Task directions
Of all the entries below, retype only the lines from the one with "pub min: [f32;" through the one with "are no indices.", exactly as they appear.
• • • • •
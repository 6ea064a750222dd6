use std::f64::consts::TAU;

/// Easing curves available to the `ease` node operator.
#[derive(Clone, Copy, Debug, PartialEq, Eq, serde::Serialize, serde::Deserialize)]
#[serde(rename_all = "snake_case")]
pub enum Ease {
    /// Identity.
    Linear,
    /// Quadratic ease-in.
    InQuad,
    /// Quadratic ease-out.
    OutQuad,
    /// Quadratic ease-in-out.
    InOutQuad,
    /// Cubic ease-in.
    InCubic,
    /// Cubic ease-out.
    OutCubic,
    /// Cubic ease-in-out.
    InOutCubic,
    /// Smoothstep (`3t² - 2t³`).
    Smoothstep,
}

impl Ease {
    /// Apply the curve to `t`, clamped to `[0, 1]`.
    pub fn apply(self, t: f64) -> f64 {
        let t = t.clamp(0.0, 1.0);
        match self {
            Self::Linear => t,
            Self::InQuad => t * t,
            Self::OutQuad => 1.0 - (1.0 - t) * (1.0 - t),
            Self::InOutQuad => {
                if t < 0.5 {
                    2.0 * t * t
                } else {
                    1.0 - ((-2.0 * t + 2.0).powi(2) / 2.0)
                }
            }
            Self::InCubic => t * t * t,
            Self::OutCubic => 1.0 - (1.0 - t).powi(3),
            Self::InOutCubic => {
                if t < 0.5 {
                    4.0 * t * t * t
                } else {
                    1.0 - ((-2.0 * t + 2.0).powi(3) / 2.0)
                }
            }
            Self::Smoothstep => t * t * (3.0 - 2.0 * t),
        }
    }
}

/// Periodic waveform sampled from a phase in `[0, 1)` by the `oscillator` operator.
#[derive(Clone, Copy, Debug, PartialEq, Eq, serde::Serialize, serde::Deserialize)]
#[serde(rename_all = "snake_case")]
pub enum Waveform {
    /// `sin(2π·phase)`.
    Sine,
    /// Rises from -1 to 1 over the first half, falls back over the second.
    Triangle,
    /// Linear ramp from -1 to 1.
    Saw,
    /// `1` for the first half-cycle, `-1` for the second.
    Square,
}

impl Waveform {
    /// Sample the waveform; phases outside `[0, 1)` wrap.
    pub fn sample(self, phase: f64) -> f64 {
        let p = phase.rem_euclid(1.0);
        match self {
            Self::Sine => (TAU * p).sin(),
            Self::Triangle => {
                if p < 0.5 {
                    4.0 * p - 1.0
                } else {
                    3.0 - 4.0 * p
                }
            }
            Self::Saw => 2.0 * p - 1.0,
            Self::Square => {
                if p < 0.5 {
                    1.0
                } else {
                    -1.0
                }
            }
        }
    }
}

#[cfg(test)]
#[path = "../../tests/unit/animation/ease.rs"]
mod tests;
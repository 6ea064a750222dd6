use crate::foundation::core::Rect;

/// Element layout of a materialized field buffer.
#[derive(Clone, Copy, Debug, PartialEq, Eq, Hash, serde::Serialize, serde::Deserialize)]
#[serde(rename_all = "snake_case")]
pub enum BufferFormat {
    /// One `f32` per element.
    F32,
    /// Interleaved `x, y`.
    Vec2F32,
    /// Interleaved `x, y, z`.
    Vec3F32,
    /// Interleaved `r, g, b, a`.
    RgbaF32,
}

impl BufferFormat {
    /// `f32` components per element.
    pub fn components(self) -> usize {
        match self {
            Self::F32 => 1,
            Self::Vec2F32 => 2,
            Self::Vec3F32 => 3,
            Self::RgbaF32 => 4,
        }
    }
}

/// Dense per-element buffer produced by field materialization.
#[derive(Clone, Debug, PartialEq, serde::Serialize)]
pub struct FieldBuffer {
    /// Layout.
    pub format: BufferFormat,
    /// Element count.
    pub count: u32,
    /// `count * format.components()` interleaved values.
    pub data: Vec<f32>,
    /// NaN/Inf components found in `data`.
    pub non_finite: u32,
}

impl FieldBuffer {
    /// Wrap `data`, counting non-finite components.
    pub fn new(format: BufferFormat, count: u32, data: Vec<f32>) -> Self {
        debug_assert_eq!(data.len(), count as usize * format.components());
        let non_finite = data.iter().filter(|v| !v.is_finite()).count() as u32;
        Self {
            format,
            count,
            data,
            non_finite,
        }
    }

    /// `count` copies of one scalar.
    pub fn splat(count: u32, v: f32) -> Self {
        Self::new(BufferFormat::F32, count, vec![v; count as usize])
    }

    /// Components of element `i`.
    pub fn element(&self, i: usize) -> &[f32] {
        let c = self.format.components();
        &self.data[i * c..(i + 1) * c]
    }
}

/// Per-element color as four parallel channels.
#[derive(Clone, Debug, Default, PartialEq, serde::Serialize)]
pub struct ColorChannels {
    /// Element count.
    pub count: u32,
    /// Red channel.
    pub r: Vec<f32>,
    /// Green channel.
    pub g: Vec<f32>,
    /// Blue channel.
    pub b: Vec<f32>,
    /// Alpha channel.
    pub a: Vec<f32>,
}

/// Opcode of an encoded path command.
pub mod path_op {
    /// Start a subpath (1 point).
    pub const MOVE_TO: u16 = 0;
    /// Line (1 point).
    pub const LINE_TO: u16 = 1;
    /// Quadratic (2 points).
    pub const QUAD_TO: u16 = 2;
    /// Cubic (3 points).
    pub const CUBIC_TO: u16 = 3;
    /// Close (no points).
    pub const CLOSE: u16 = 4;

    /// Points consumed by `op`.
    pub fn arity(op: u16) -> usize {
        match op {
            MOVE_TO | LINE_TO => 1,
            QUAD_TO => 2,
            CUBIC_TO => 3,
            _ => 0,
        }
    }
}

/// Flat encoding of a list of paths.
///
/// Path `i` owns `commands[cmd_start[i]..][..cmd_len[i]]` and, counted in points (pairs of
/// `f32`), `points[2 * point_start[i]..][..2 * point_len[i]]`.
#[derive(Clone, Debug, Default, PartialEq, serde::Serialize)]
pub struct PathBuffers {
    /// Opcode stream (see [`path_op`]).
    pub commands: Vec<u16>,
    /// Interleaved `x, y` points.
    pub points: Vec<f32>,
    /// First command of each path.
    pub cmd_start: Vec<u32>,
    /// Command count of each path.
    pub cmd_len: Vec<u32>,
    /// First point of each path.
    pub point_start: Vec<u32>,
    /// Point count of each path.
    pub point_len: Vec<u32>,
    /// Bounds of every control point.
    pub bounds: Rect,
}

impl PathBuffers {
    /// Number of encoded paths.
    pub fn path_count(&self) -> usize {
        self.cmd_start.len()
    }
}

/// Axis-aligned 3D bounding box.
#[derive(Clone, Copy, Debug, Default, PartialEq, serde::Serialize)]
pub struct Aabb {
    /// Minimum corner.
    pub min: [f32; 3],
    /// Maximum corner.
    pub max: [f32; 3],
}

impl Aabb {
    /// Tight bounds of interleaved `x, y, z` positions; default for an empty slice.
    pub fn from_positions(p: &[f32]) -> Self {
        let mut it = p.chunks_exact(3);
        let Some(first) = it.next() else {
            return Self::default();
        };
        let mut b = Self {
            min: [first[0], first[1], first[2]],
            max: [first[0], first[1], first[2]],
        };
        for v in it {
            for k in 0..3 {
                b.min[k] = b.min[k].min(v[k]);
                b.max[k] = b.max[k].max(v[k]);
            }
        }
        b
    }
}

/// Mesh index buffer.
#[derive(Clone, Debug, PartialEq, serde::Serialize)]
#[serde(tag = "type", content = "data", rename_all = "snake_case")]
pub enum MeshIndices {
    /// 16-bit indices (at most 65,535 vertices).
    U16(Vec<u16>),
    /// 32-bit indices.
    U32(Vec<u32>),
}

impl MeshIndices {
    /// Number of indices.
    pub fn len(&self) -> usize {
        match self {
            Self::U16(v) => v.len(),
            Self::U32(v) => v.len(),
        }
    }

    /// `true` when there are no indices.
    pub fn is_empty(&self) -> bool {
        self.len() == 0
    }

    /// Index `i` widened to `u32`.
    pub fn get(&self, i: usize) -> Option<u32> {
        match self {
            Self::U16(v) => v.get(i).map(|&x| u32::from(x)),
            Self::U32(v) => v.get(i).copied(),
        }
    }
}

/// Generated triangle mesh.
#[derive(Clone, Debug, PartialEq, serde::Serialize)]
pub struct MeshBuffers {
    /// Vertex count.
    pub vertex_count: u32,
    /// Interleaved `x, y, z` positions.
    pub positions: Vec<f32>,
    /// Interleaved normals, when requested.
    #[serde(skip_serializing_if = "Option::is_none")]
    pub normals: Option<Vec<f32>>,
    /// Interleaved `u, v`, when requested.
    #[serde(skip_serializing_if = "Option::is_none")]
    pub uvs: Option<Vec<f32>>,
    /// Triangle list.
    pub indices: MeshIndices,
    /// Bounds of `positions`.
    pub bounds: Aabb,
}

/// Per-instance transforms for instanced meshes.
#[derive(Clone, Debug, Default, PartialEq, serde::Serialize)]
pub struct Instances3D {
    /// Instance count.
    pub count: u32,
    /// `count` column-major 4x4 matrices.
    pub transforms: Vec<f32>,
}

/// Evaluated camera.
#[derive(Clone, Copy, Debug, PartialEq, serde::Serialize)]
pub struct Camera {
    /// Column-major view-projection matrix.
    pub view_proj: [f32; 16],
    /// Eye position in world space.
    pub eye: [f32; 3],
}
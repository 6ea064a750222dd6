pub(crate) mod assemble;
pub(crate) mod validate;
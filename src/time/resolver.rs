use crate::foundation::error::{ReelError, ReelResult};

/// Default forward jump (ms) above which a sample is treated as a seek.
pub const DEFAULT_SCRUB_THRESHOLD_MS: f64 = 1000.0;

/// Time-domain model of a compiled program.
#[derive(Clone, Copy, Debug, PartialEq, serde::Serialize, serde::Deserialize)]
#[serde(tag = "kind", rename_all = "snake_case")]
pub enum TimeModel {
    /// Bounded timeline `[0, duration_ms]`.
    Finite {
        /// Timeline length in milliseconds.
        duration_ms: f64,
    },
    /// Repeating timeline of length `period_ms`.
    Cyclic {
        /// Cycle length in milliseconds.
        period_ms: f64,
        /// Loop or ping-pong playback.
        #[serde(default)]
        mode: CyclicMode,
    },
    /// Unbounded timeline; model time equals absolute time.
    Infinite,
}

impl TimeModel {
    /// Reject non-positive or non-finite lengths.
    pub fn validate(&self) -> ReelResult<()> {
        let len = match *self {
            Self::Finite { duration_ms } => duration_ms,
            Self::Cyclic { period_ms, .. } => period_ms,
            Self::Infinite => return Ok(()),
        };
        if !(len.is_finite() && len > 0.0) {
            return Err(ReelError::contract(format!(
                "time model length must be finite and > 0, got {len}"
            )));
        }
        Ok(())
    }
}

/// Traversal rule for [`TimeModel::Cyclic`].
#[derive(Clone, Copy, Debug, Default, PartialEq, Eq, serde::Serialize, serde::Deserialize)]
#[serde(rename_all = "snake_case")]
pub enum CyclicMode {
    /// `0 → P`, then jump back to `0`.
    #[default]
    Loop,
    /// `0 → P → 0 → P ...`.
    PingPong,
}

/// How the host is driving time for this sample.
#[derive(Clone, Copy, Debug, Default, PartialEq, Eq, serde::Serialize, serde::Deserialize)]
#[serde(rename_all = "snake_case")]
pub enum TimeMode {
    /// Regular monotonic playback.
    #[default]
    Playback,
    /// The user is seeking; cyclic events are suppressed.
    Scrub,
}

/// Time bookkeeping carried from one frame to the next.
///
/// This is the only mutable per-frame state that lives outside the state buffer.
#[derive(Clone, Copy, Debug, Default, PartialEq, serde::Serialize, serde::Deserialize)]
pub struct TimeState {
    /// Model time of the previous sample, if any.
    pub prev_t_model_ms: Option<f64>,
    /// Absolute time of the previous sample, if any.
    pub prev_t_abs_ms: Option<f64>,
    /// Number of wrap/bounce events observed so far.
    pub wrap_count: u64,
    /// Delta between the two most recent samples.
    pub last_delta_ms: f64,
}

/// Derived time signals for one frame.
#[derive(Clone, Copy, Debug, Default, PartialEq, serde::Serialize)]
pub struct EffectiveTime {
    /// Host-provided absolute time.
    pub t_abs_ms: f64,
    /// Time inside the model's domain.
    pub t_model_ms: f64,
    /// `t_abs_ms - prev_t_abs_ms` (0 on the first sample).
    pub delta_ms: f64,
    /// Cyclic phase (`[0, 1)` for loops, `[0, 1]` for ping-pong); `None` for non-cyclic models.
    pub phase01: Option<f64>,
    /// Finite progress in `[0, 1]`; `None` for non-finite models.
    pub progress01: Option<f64>,
    /// A loop completed (or a ping-pong reversed) on this sample.
    pub wrap_event: bool,
    /// A ping-pong reversal happened on this sample.
    pub bounce_event: bool,
    /// Running count of wrap/bounce events.
    pub wrap_count: u64,
    /// Whole cycles elapsed (`floor(t_abs / P)`) for cyclic models.
    pub cycle_count: Option<i64>,
    /// Ping-pong is currently traversing backwards.
    pub reversed: bool,
    /// This sample was classified as a seek.
    pub is_scrub: bool,
}

impl EffectiveTime {
    /// Seconds elapsed since the previous sample, or 0 while seeking or moving backwards.
    ///
    /// Stateful integrators use this so a seek never injects a huge timestep.
    pub fn playback_dt_secs(&self) -> f64 {
        if self.is_scrub || self.delta_ms <= 0.0 {
            0.0
        } else {
            self.delta_ms / 1000.0
        }
    }
}

/// Resolve `t_abs_ms` against `model`, updating `state` in place when provided.
///
/// Without a `state`, the sample is treated as the first one: no delta and no events.
pub fn resolve_time(
    t_abs_ms: f64,
    model: &TimeModel,
    state: Option<&mut TimeState>,
    mode: TimeMode,
) -> EffectiveTime {
    resolve_time_with_threshold(t_abs_ms, model, state, mode, DEFAULT_SCRUB_THRESHOLD_MS)
}

/// [`resolve_time`] with an explicit scrub threshold.
pub fn resolve_time_with_threshold(
    t_abs_ms: f64,
    model: &TimeModel,
    state: Option<&mut TimeState>,
    mode: TimeMode,
    scrub_threshold_ms: f64,
) -> EffectiveTime {
    let mut scratch = TimeState::default();
    let state = state.unwrap_or(&mut scratch);

    let delta_ms = state.prev_t_abs_ms.map_or(0.0, |prev| t_abs_ms - prev);
    let is_scrub =
        mode == TimeMode::Scrub || delta_ms < 0.0 || delta_ms.abs() > scrub_threshold_ms;

    let mut out = EffectiveTime {
        t_abs_ms,
        t_model_ms: t_abs_ms,
        delta_ms,
        is_scrub,
        ..EffectiveTime::default()
    };

    match *model {
        TimeModel::Finite { duration_ms } => {
            let t = t_abs_ms.clamp(0.0, duration_ms.max(0.0));
            out.t_model_ms = t;
            out.progress01 = Some(if duration_ms > 0.0 { t / duration_ms } else { 0.0 });
        }
        TimeModel::Cyclic { period_ms, mode } if period_ms > 0.0 => {
            let local = ((t_abs_ms % period_ms) + period_ms) % period_ms;
            let cycle = (t_abs_ms / period_ms).floor() as i64;
            out.cycle_count = Some(cycle);
            match mode {
                CyclicMode::Loop => {
                    out.t_model_ms = local;
                    out.wrap_event = !is_scrub
                        && state.prev_t_model_ms.is_some_and(|prev| local < prev);
                }
                CyclicMode::PingPong => {
                    let reversed = cycle.rem_euclid(2) == 1;
                    out.reversed = reversed;
                    out.t_model_ms = if reversed { period_ms - local } else { local };
                    let prev_cycle = state
                        .prev_t_abs_ms
                        .map(|prev| (prev / period_ms).floor() as i64);
                    out.bounce_event = !is_scrub && prev_cycle.is_some_and(|pc| pc != cycle);
                    out.wrap_event = out.bounce_event;
                }
            }
            // Ping-pong reaches `period` exactly at a reversal, so its phase spans [0, 1].
            out.phase01 = Some((out.t_model_ms / period_ms).clamp(0.0, 1.0));
        }
        TimeModel::Cyclic { .. } => {
            // Degenerate period; validated away before execution, kept total for direct callers.
            out.t_model_ms = 0.0;
            out.phase01 = Some(0.0);
            out.cycle_count = Some(0);
        }
        TimeModel::Infinite => {}
    }

    if out.wrap_event {
        state.wrap_count += 1;
    }
    state.prev_t_model_ms = Some(out.t_model_ms);
    state.prev_t_abs_ms = Some(t_abs_ms);
    state.last_delta_ms = delta_ms;
    out.wrap_count = state.wrap_count;
    out
}

#[cfg(test)]
#[path = "../../tests/unit/time/resolver.rs"]
mod tests;
use std::collections::HashMap;
use std::f64::consts::{FRAC_PI_2, TAU};
use std::sync::Arc;

use crate::foundation::error::{ReelError, ReelResult};
use crate::foundation::math::{Fingerprint, StableHasher};
use crate::materialize::buffers::{Aabb, MeshBuffers, MeshIndices};

/// Default number of meshes kept by a [`MeshStore`].
pub const DEFAULT_MESH_CACHE_CAPACITY: usize = 64;

/// Upper bound on profile outline points; larger recipes are rejected before allocation.
pub const MAX_OUTLINE_POINTS: u32 = 1 << 20;

/// Content-addressed description of a generated mesh.
#[derive(Clone, Debug, PartialEq, serde::Serialize, serde::Deserialize)]
pub struct MeshRecipe {
    /// 2D outline in the XY plane.
    pub profile: Profile,
    /// Extrusion along Z.
    #[serde(default)]
    pub extrude: Extrude,
    /// Rounded edge between caps and sides.
    #[serde(default)]
    pub bevel: Option<Bevel>,
    /// Optional vertex attributes.
    #[serde(default)]
    pub attributes: MeshAttributes,
    /// Front-face orientation.
    #[serde(default)]
    pub winding: Winding,
    /// Index width.
    #[serde(default)]
    pub index_type: IndexType,
}

/// Built-in outline generators. Every outline is counter-clockwise and star-shaped about
/// the origin.
#[derive(Clone, Copy, Debug, PartialEq, serde::Serialize, serde::Deserialize)]
#[serde(tag = "kind", rename_all = "snake_case")]
pub enum Profile {
    /// Regular polygon with a vertex pointing up.
    RegularPolygon {
        /// Side count (>= 3).
        sides: u32,
        /// Circumradius.
        radius: f64,
    },
    /// Star alternating outer and inner vertices.
    Star {
        /// Point count (>= 2).
        points: u32,
        /// Tip radius.
        outer_radius: f64,
        /// Notch radius.
        inner_radius: f64,
    },
    /// Axis-aligned rectangle centered on the origin.
    Rect {
        /// Width.
        width: f64,
        /// Height.
        height: f64,
    },
    /// Circle approximated by `segments` edges.
    Circle {
        /// Radius.
        radius: f64,
        /// Edge count (>= 3).
        #[serde(default = "default_circle_segments")]
        segments: u32,
    },
}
• • • • •
Result for this task
    pub min: [f32; 3],
    /// Maximum corner.
    pub max: [f32; 3],
}

impl Aabb {
    /// Tight bounds of interleaved `x, y, z` positions; default for an empty slice.
    pub fn from_positions(p: &[f32]) -> Self {
        let mut it = p.chunks_exact(3);
        let Some(first) = it.next() else {
            return Self::default();
        };
        let mut b = Self {
            min: [first[0], first[1], first[2]],
            max: [first[0], first[1], first[2]],
        };
        for v in it {
            for k in 0..3 {
                b.min[k] = b.min[k].min(v[k]);
                b.max[k] = b.max[k].max(v[k]);
            }
        }
        b
    }
}

/// Mesh index buffer.
#[derive(Clone, Debug, PartialEq, serde::Serialize)]
#[serde(tag = "type", content = "data", rename_all = "snake_case")]
pub enum MeshIndices {
    /// 16-bit indices (at most 65,535 vertices).
    U16(Vec<u16>),
    /// 32-bit indices.
    U32(Vec<u32>),
}

impl MeshIndices {
    /// Number of indices.
    pub fn len(&self) -> usize {
        match self {
            Self::U16(v) => v.len(),
            Self::U32(v) => v.len(),
        }
    }

    /// `true` when there are no indices.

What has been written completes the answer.